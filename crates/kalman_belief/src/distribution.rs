use kalman_linalg::KalmanFloat;
use ndarray::ArrayD;
use ndarray_rand::rand_distr::StandardNormal;
use rand::{distributions::Distribution, Rng};

use crate::error::{BeliefError, Result};

/// Capabilities a Kalman filter needs from a belief over its state: scoring
/// measurements, and producing samples as a deterministic function of
/// standard normal noise so the noise can be controlled or replayed.
pub trait KalmanFilterDistribution<T: KalmanFloat> {
    /// Shape of the noise accepted by [`Self::sample_given_noise_with_rng`],
    /// which is also the shape of a sample.
    fn expected_noise_shape(&self) -> Vec<usize>;

    /// Log-density of `value` under every instance of the batch.
    ///
    /// # Errors
    /// Fails if `value` does not have the shape of a sample.
    fn log_prob(&self, value: &ArrayD<T>) -> Result<ArrayD<T>>;

    /// Map `noise` to a sample, drawing standard normal noise from `rng` if none
    /// is given.
    ///
    /// # Errors
    /// Fails if `noise` does not have the shape [`Self::expected_noise_shape`].
    fn sample_given_noise_with_rng<R: Rng + ?Sized>(
        &self,
        rng: &mut R,
        noise: Option<&ArrayD<T>>,
    ) -> Result<ArrayD<T>>
    where
        StandardNormal: Distribution<T>;

    /// [`Self::sample_given_noise_with_rng`] with the thread local rng.
    ///
    /// # Errors
    /// See [`Self::sample_given_noise_with_rng`].
    fn sample_given_noise(&self, noise: Option<&ArrayD<T>>) -> Result<ArrayD<T>>
    where
        StandardNormal: Distribution<T>,
    {
        self.sample_given_noise_with_rng(&mut rand::thread_rng(), noise)
    }

    /// Cumulative distribution function. Not available, a general dimensional
    /// Gaussian CDF has no closed form.
    ///
    /// # Errors
    /// Always fails with [`BeliefError::NotImplemented`].
    fn cdf(&self, _value: &ArrayD<T>) -> Result<ArrayD<T>> {
        Err(BeliefError::NotImplemented { operation: "cdf" })
    }

    /// Inverse cumulative distribution function.
    ///
    /// # Errors
    /// Always fails with [`BeliefError::NotImplemented`].
    fn icdf(&self, _value: &ArrayD<T>) -> Result<ArrayD<T>> {
        Err(BeliefError::NotImplemented { operation: "icdf" })
    }

    /// Enumerate the support of a discrete distribution, which a belief over a
    /// continuous state does not have.
    ///
    /// # Errors
    /// Always fails with [`BeliefError::NotImplemented`].
    fn enumerate_support(&self, _expand: bool) -> Result<ArrayD<T>> {
        Err(BeliefError::NotImplemented {
            operation: "enumerate_support",
        })
    }
}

┄┄┄┄┄┄

The count alone is wanted: how many lines above hold the string "state"?

• YOUR RESPONSE
2